The problem you have described exists because there currently is no 'authentication' behind DNS zones. DNSSEC adds that layer of authentication, so that the 4.2.2.* (and other DNSSEC supporting DNS resolvers) will only pull back authorized records (i.e., they can't be poisoned maliciously). Read more here: en.wikipedia.org/wiki/DNS_spoofing#Prevention_and_mitigation –  Jay Jun 24 '12 at 19:45

Are you absolutely certain that this is a cache poisoning attack?

Every widely used recursive DNS server on the internet has long since implemented a fix to CVE-2008-1447, making the kind of wide-scale poisoning you're describing nearly impossible.

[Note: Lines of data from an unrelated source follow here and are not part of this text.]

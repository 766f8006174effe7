//! Recently updated titles from the companion backend.

use super::{error_message, PageState, StateCell};
use crate::backend::{AnimeDirectory, AnimeSummary};
use std::sync::Arc;
use tokio::sync::watch;
use tracing::{debug, warn};

/// Single-page list, reloaded whole on refresh.
pub struct LastUpdatesView {
    directory: Arc<dyn AnimeDirectory>,
    items: Vec<AnimeSummary>,
    state: StateCell,
}

impl LastUpdatesView {
    pub fn new(directory: Arc<dyn AnimeDirectory>) -> Self {
        Self {
            directory,
            items: Vec::new(),
            state: StateCell::new(PageState::default()),
        }
    }

    pub fn items(&self) -> &[AnimeSummary] {
        &self.items
    }

    pub fn state(&self) -> PageState {
        self.state.get()
    }

    pub fn subscribe(&self) -> watch::Receiver<PageState> {
        self.state.subscribe()
    }

    pub async fn load(&mut self) {
        self.fetch(false).await;
    }

    /// Pull-to-refresh: same request, reported through `refreshing`.
    pub async fn refresh(&mut self) {
        self.fetch(true).await;
    }

    async fn fetch(&mut self, refresh: bool) {
        self.state.update(|s| {
            if refresh {
                s.refreshing = true;
            } else {
                s.loading = true;
            }
            s.error = None;
        });

        match self.directory.recently_updated().await {
            Ok(animes) => {
                debug!(count = animes.len(), "recently updated loaded");
                self.items = animes;
                self.state.update(|s| s.page = 1);
            }
            Err(err) => {
                warn!(error = %err, "recently updated load failed");
                let message = error_message(&err);
                self.state.update(|s| s.error = Some(message));
            }
        }

        self.state.update(|s| {
            s.loading = false;
            s.refreshing = false;
        });
    }
}
//! Jikan catalog client.

use super::types::{
    validate_list, validate_one, validate_page, Anime, CastEntry, Character, Envelope, Page,
    RawAnime, RawCastEntry, RawCharacter, RawRecommendation, Recommendation,
};
use crate::cache::JsonCache;
use crate::config::{parse_base_url, AppConfig};
use crate::transport::{endpoint_url, HttpTransport};
use crate::Result;
use url::Url;

/// Ranking filters accepted by `top/anime`.
#[derive(Debug, Clone, Copy, PartialEq, Eq)]
pub enum TopFilter {
    All,
    ByPopularity,
    Upcoming,
    Airing,
}

impl TopFilter {
    fn as_query(&self) -> Option<&'static str> {
        match self {
            TopFilter::All => None,
            TopFilter::ByPopularity => Some("bypopularity"),
            TopFilter::Upcoming => Some("upcoming"),
            TopFilter::Airing => Some("airing"),
        }
    }
}

#[derive(Debug, Clone, Copy, PartialEq, Eq)]
pub enum Season {
    Winter,
    Spring,
    Summer,
    Fall,
}

impl Season {
    pub fn as_str(&self) -> &'static str {
        match self {
            Season::Winter => "winter",
            Season::Spring => "spring",
            Season::Summer => "summer",
            Season::Fall => "fall",
        }
    }
}

pub struct CatalogClient {
    transport: HttpTransport,
    base_url: Url,
    cache: JsonCache,
}

impl CatalogClient {
    pub fn new(config: &AppConfig) -> Result<Self> {
        let cache = if config.cache_capacity == 0 {
            JsonCache::disabled()
        } else {
            JsonCache::memory(config.cache_capacity, config.cache_ttl())
        };
        Ok(Self {
            transport: HttpTransport::new(config.http_timeout())?,
            base_url: config.catalog_url()?,
            cache,
        })
    }

    /// Client against `base_url` with caller-supplied transport and cache.
    pub fn with_parts(base_url: &str, transport: HttpTransport, cache: JsonCache) -> Result<Self> {
        Ok(Self {
            transport,
            base_url: parse_base_url("catalog_base_url", base_url)?,
            cache,
        })
    }

    async fn get<T: serde::de::DeserializeOwned>(
        &self,
        path: &str,
        query: &[(&str, String)],
    ) -> Result<T> {
        let url = endpoint_url(&self.base_url, path, query)?;
        self.transport.get_json(url).await
    }

    /// Full anime record. Served from cache when present.
    pub async fn anime_by_id(&self, mal_id: u64) -> Result<Anime> {
        let key = format!("anime:{mal_id}");
        if let Some(anime) = self.cache.get::<Anime>(&key).await {
            return Ok(anime);
        }
        let env: Envelope<RawAnime> = self.get(&format!("anime/{mal_id}"), &[]).await?;
        let anime: Anime = validate_one(env)?;
        self.cache.set(&key, &anime).await;
        Ok(anime)
    }

    pub async fn search_anime(&self, query: &str) -> Result<Page<Anime>> {
        let env: Envelope<Vec<RawAnime>> = self.get("anime", &[("q", query.to_string())]).await?;
        validate_page(env)
    }

    pub async fn top_anime(&self, filter: TopFilter) -> Result<Page<Anime>> {
        let query: Vec<(&str, String)> = filter
            .as_query()
            .map(|f| vec![("filter", f.to_string())])
            .unwrap_or_default();
        let env: Envelope<Vec<RawAnime>> = self.get("top/anime", &query).await?;
        validate_page(env)
    }

    pub async fn top_characters(&self, page: u32) -> Result<Page<Character>> {
        let env: Envelope<Vec<RawCharacter>> = self
            .get("top/characters", &[("page", page.to_string())])
            .await?;
        validate_page(env)
    }

    pub async fn anime_characters(&self, mal_id: u64) -> Result<Vec<CastEntry>> {
        let env: Envelope<Vec<RawCastEntry>> =
            self.get(&format!("anime/{mal_id}/characters"), &[]).await?;
        Ok(validate_list(env.data.unwrap_or_default()))
    }

    pub async fn character_by_id(&self, character_id: u64) -> Result<Character> {
        let env: Envelope<RawCharacter> =
            self.get(&format!("characters/{character_id}"), &[]).await?;
        validate_one(env)
    }

    pub async fn season(&self, year: u32, season: Season) -> Result<Page<Anime>> {
        let env: Envelope<Vec<RawAnime>> = self
            .get(&format!("seasons/{year}/{}", season.as_str()), &[])
            .await?;
        validate_page(env)
    }

    pub async fn upcoming_season(&self) -> Result<Page<Anime>> {
        let env: Envelope<Vec<RawAnime>> = self.get("seasons/upcoming", &[]).await?;
        validate_page(env)
    }

    pub async fn recommendations(&self) -> Result<Vec<Recommendation>> {
        let env: Envelope<Vec<RawRecommendation>> =
            self.get("recommendations/anime", &[]).await?;
        Ok(env
            .data
            .unwrap_or_default()
            .into_iter()
            .map(Recommendation::from)
            .filter(|r| !r.entries.is_empty())
            .collect())
    }
}

#[async_trait::async_trait]
impl super::AnimeCatalog for CatalogClient {
    async fn anime_by_id(&self, mal_id: u64) -> Result<Anime> {
        CatalogClient::anime_by_id(self, mal_id).await
    }

    async fn top_characters(&self, page: u32) -> Result<Page<Character>> {
        CatalogClient::top_characters(self, page).await
    }
}
//! Per-item outcomes and resolver errors.

use crate::error_kind::ErrorKind;
use serde::Serialize;

/// Error returned by a resolver for one key.
///
/// The runner retries it when the kind is retryable on its own
/// (`RateLimited`) or when the resolver marked it with [`retryable`](Self::retryable).
#[derive(Debug, Clone, PartialEq, Eq, thiserror::Error)]
#[error("{kind}: {message}")]
pub struct ResolveError {
    pub kind: ErrorKind,
    pub message: String,
    pub retryable: bool,
}

impl ResolveError {
    pub fn new(kind: ErrorKind, msg: impl Into<String>) -> Self {
        Self {
            kind,
            message: msg.into(),
            retryable: false,
        }
    }
    pub fn rate_limited(msg: impl Into<String>) -> Self {
        Self::new(ErrorKind::RateLimited, msg)
    }
    pub fn not_found(msg: impl Into<String>) -> Self {
        Self::new(ErrorKind::NotFound, msg)
    }
    pub fn detail_unavailable(msg: impl Into<String>) -> Self {
        Self::new(ErrorKind::DetailUnavailable, msg)
    }
    pub fn network(msg: impl Into<String>) -> Self {
        Self::new(ErrorKind::Network, msg)
    }

    /// Mark this error as safe to retry regardless of its kind.
    pub fn retryable(mut self) -> Self {
        self.retryable = true;
        self
    }

    pub fn should_retry(&self) -> bool {
        self.retryable || self.kind.retryable()
    }
}

impl From<crate::Error> for ResolveError {
    fn from(e: crate::Error) -> Self {
        Self::new(e.kind(), e.to_string())
    }
}

/// Terminal result for one input key.
#[derive(Debug, Clone, PartialEq, Eq, Serialize)]
#[serde(tag = "status", rename_all = "snake_case")]
pub enum ResolveOutcome<K, V> {
    Success {
        key: K,
        value: V,
    },
    Failure {
        key: K,
        reason: ErrorKind,
        message: String,
    },
}

impl<K, V> ResolveOutcome<K, V> {
    pub fn key(&self) -> &K {
        match self {
            ResolveOutcome::Success { key, .. } | ResolveOutcome::Failure { key, .. } => key,
        }
    }
    pub fn is_success(&self) -> bool {
        matches!(self, ResolveOutcome::Success { .. })
    }
    pub fn value(&self) -> Option<&V> {
        match self {
            ResolveOutcome::Success { value, .. } => Some(value),
            ResolveOutcome::Failure { .. } => None,
        }
    }
    pub fn reason(&self) -> Option<ErrorKind> {
        match self {
            ResolveOutcome::Success { .. } => None,
            ResolveOutcome::Failure { reason, .. } => Some(*reason),
        }
    }
    pub fn into_value(self) -> Option<V> {
        match self {
            ResolveOutcome::Success { value, .. } => Some(value),
            ResolveOutcome::Failure { .. } => None,
        }
    }
}

/// Success values in input order; failures are dropped.
pub fn into_values<K, V>(outcomes: Vec<ResolveOutcome<K, V>>) -> Vec<V> {
    outcomes
        .into_iter()
        .filter_map(ResolveOutcome::into_value)
        .collect()
}

/// Counts over a finished run, used to pick between full, partial and empty rendering.
#[derive(Debug, Clone, Copy, Default, PartialEq, Eq, Serialize)]
pub struct BatchSummary {
    pub total: usize,
    pub succeeded: usize,
    pub failed: usize,
    pub rate_limited: usize,
    pub cancelled: usize,
}

impl BatchSummary {
    pub fn from_outcomes<K, V>(outcomes: &[ResolveOutcome<K, V>]) -> Self {
        let mut summary = Self {
            total: outcomes.len(),
            ..Self::default()
        };
        for outcome in outcomes {
            match outcome.reason() {
                None => summary.succeeded += 1,
                Some(reason) => {
                    summary.failed += 1;
                    match reason {
                        ErrorKind::RateLimited => summary.rate_limited += 1,
                        ErrorKind::Cancelled => summary.cancelled += 1,
                        _ => {}
                    }
                }
            }
        }
        summary
    }

    /// Some but not all items failed.
    pub fn is_partial(&self) -> bool {
        self.failed > 0 && self.succeeded > 0
    }

    pub fn is_total_failure(&self) -> bool {
        self.total > 0 && self.succeeded == 0
    }

    pub fn success_rate(&self) -> f64 {
        if self.total == 0 {
            0.0
        } else {
            self.succeeded as f64 / self.total as f64
        }
    }
}
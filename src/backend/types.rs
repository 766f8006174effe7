//! Companion backend response models.

use crate::error::ErrorContext;
use crate::{Error, Result};
use serde::{Deserialize, Serialize};

#[derive(Debug, Clone, Copy, Default, PartialEq, Eq, Serialize, Deserialize)]
pub struct EpisodeCounts {
    #[serde(default)]
    pub sub: Option<u32>,
    #[serde(default)]
    pub dub: Option<u32>,
}

/// List entry as served by the streaming backend. `id` is the backend's slug,
/// not a MAL id.
#[derive(Debug, Clone, PartialEq, Eq, Serialize, Deserialize)]
pub struct AnimeSummary {
    pub id: String,
    pub name: String,
    pub poster: Option<String>,
    pub kind: Option<String>,
    pub episodes: EpisodeCounts,
}

#[derive(Debug, Clone, PartialEq, Eq, Serialize)]
pub struct ListPage {
    pub animes: Vec<AnimeSummary>,
    pub current_page: u32,
    pub has_next_page: bool,
}

#[derive(Debug, Deserialize)]
pub(crate) struct BackendEnvelope<T> {
    #[serde(default)]
    success: bool,
    data: Option<T>,
}

impl<T> BackendEnvelope<T> {
    /// Payload of a successful response.
    pub(crate) fn into_data(self) -> Result<T> {
        if !self.success {
            return Err(Error::validation(
                "upstream reported failure",
                ErrorContext::new()
                    .with_field_path("success")
                    .with_source("backend"),
            ));
        }
        self.data.ok_or_else(|| {
            Error::validation(
                "backend response is missing data",
                ErrorContext::new().with_field_path("data").with_source("backend"),
            )
        })
    }
}

#[derive(Debug, Deserialize)]
pub(crate) struct RawSummary {
    #[serde(default)]
    id: Option<String>,
    #[serde(default)]
    name: Option<String>,
    #[serde(default)]
    poster: Option<String>,
    #[serde(default, rename = "type")]
    kind: Option<String>,
    #[serde(default)]
    episodes: Option<EpisodeCounts>,
}

#[derive(Debug, Deserialize)]
#[serde(rename_all = "camelCase")]
pub(crate) struct RawList {
    #[serde(default)]
    animes: Vec<RawSummary>,
    #[serde(default)]
    current_page: Option<u32>,
    #[serde(default)]
    has_next_page: bool,
}

#[derive(Debug, Deserialize)]
#[serde(rename_all = "camelCase")]
struct RawInfo {
    #[serde(default)]
    mal_id: Option<u64>,
}

#[derive(Debug, Deserialize)]
struct RawInfoAnime {
    #[serde(default)]
    info: Option<RawInfo>,
}

#[derive(Debug, Deserialize)]
pub(crate) struct RawAnimeInfo {
    #[serde(default)]
    anime: Option<RawInfoAnime>,
}

impl RawAnimeInfo {
    /// MAL id, treating absent and zero alike.
    pub(crate) fn mal_id(&self) -> Option<u64> {
        self.anime
            .as_ref()
            .and_then(|a| a.info.as_ref())
            .and_then(|i| i.mal_id)
            .filter(|id| *id != 0)
    }
}

/// Watch-history ids come as numbers or numeric strings depending on who wrote them.
#[derive(Debug, Deserialize)]
#[serde(untagged)]
pub(crate) enum RawId {
    Num(u64),
    Str(String),
}

impl RawId {
    fn parse(&self) -> Option<u64> {
        match self {
            RawId::Num(n) => Some(*n),
            RawId::Str(s) => s.trim().parse().ok(),
        }
    }
}

#[derive(Debug, Deserialize)]
#[serde(rename_all = "camelCase")]
pub(crate) struct RawLastWatch {
    #[serde(default)]
    anime_ids: Option<Vec<RawId>>,
}

impl RawLastWatch {
    /// Ids in stored order (oldest first). Unparseable ids are skipped.
    pub(crate) fn into_ids(self) -> Result<Vec<u64>> {
        let ids = self.anime_ids.ok_or_else(|| {
            Error::validation(
                "last-watch response is missing animeIds",
                ErrorContext::new()
                    .with_field_path("animeIds")
                    .with_source("user_service"),
            )
        })?;
        Ok(ids.iter().filter_map(RawId::parse).collect())
    }
}

impl RawSummary {
    fn validate(self) -> Option<AnimeSummary> {
        let id = self.id.filter(|s| !s.is_empty())?;
        Some(AnimeSummary {
            name: self.name.unwrap_or_else(|| id.clone()),
            id,
            poster: self.poster,
            kind: self.kind,
            episodes: self.episodes.unwrap_or_default(),
        })
    }
}

impl RawList {
    pub(crate) fn into_page(self, requested_page: u32) -> ListPage {
        ListPage {
            animes: self
                .animes
                .into_iter()
                .filter_map(RawSummary::validate)
                .collect(),
            current_page: self.current_page.unwrap_or(requested_page),
            has_next_page: self.has_next_page,
        }
    }
}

Not completely impossible, since the source port randomization just makes the attack take 2^16 times more attempts to successfully poison. Landing an attack on multiple authoritative name servers with high transaction volumes, all at the same time? That's quite the feat. Correct me if I'm wrong, but your domain probably isn't significant enough on the internet to be the best target for that attack; attackers with that capability would just hit google.com instead.

The far more reasonable or likely explanation is a change to the delegation for the domain, which the OpenDNS servers haven't picked up on yet due to caching. Has the domain expired, or has someone with access to the registrar made an ill-advised change to the name server delegation settings?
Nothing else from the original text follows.